Aim of the exercise:
Check each line of the entries below for the word "None", and copy the lines that have it.

Information shown:
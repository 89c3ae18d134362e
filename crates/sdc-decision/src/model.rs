//! The `DecisionFunction` trait — the controller behind each car.

use sdc_core::{AgentId, AgentRng, Command};

use crate::{Observation, SimContext};

/// Pluggable per-agent controller.
///
/// The cohort calls [`decide`][Self::decide] once per tick for every live
/// agent, possibly from several threads at once, so implementations must be
/// `Send + Sync`.  Per-agent randomness comes through `rng`, which keeps a
/// run deterministic regardless of thread ordering.
///
/// # Example
///
/// ```rust,ignore
/// struct Creep;
///
/// impl DecisionFunction for Creep {
///     fn decide(&self, _: AgentId, obs: &Observation<'_>, _: &SimContext<'_>, _: &mut AgentRng) -> Command {
///         let front = obs.radars.first().copied().unwrap_or(0.0);
///         if front > 50.0 { Command::new(Direction::Forward, Rotation::Neutral) } else { Command::NEUTRAL }
///     }
/// }
/// ```
pub trait DecisionFunction: Send + Sync + 'static {
    fn decide(
        &self,
        agent: AgentId,
        obs:   &Observation<'_>,
        ctx:   &SimContext<'_>,
        rng:   &mut AgentRng,
    ) -> Command;

    /// Length of the input vector this function expects, if it cares.
    ///
    /// The cohort builder checks this against the scenario's radar count and
    /// extra input.  Default: `None` (accepts anything).
    fn input_len(&self) -> Option<usize> {
        None
    }
}

impl<D: DecisionFunction + ?Sized> DecisionFunction for Box<D> {
    #[inline]
    fn decide(
        &self,
        agent: AgentId,
        obs:   &Observation<'_>,
        ctx:   &SimContext<'_>,
        rng:   &mut AgentRng,
    ) -> Command {
        (**self).decide(agent, obs, ctx, rng)
    }

    #[inline]
    fn input_len(&self) -> Option<usize> {
        (**self).input_len()
    }
}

Written solution:
    /// extra input.  Default: `None` (accepts anything).
        None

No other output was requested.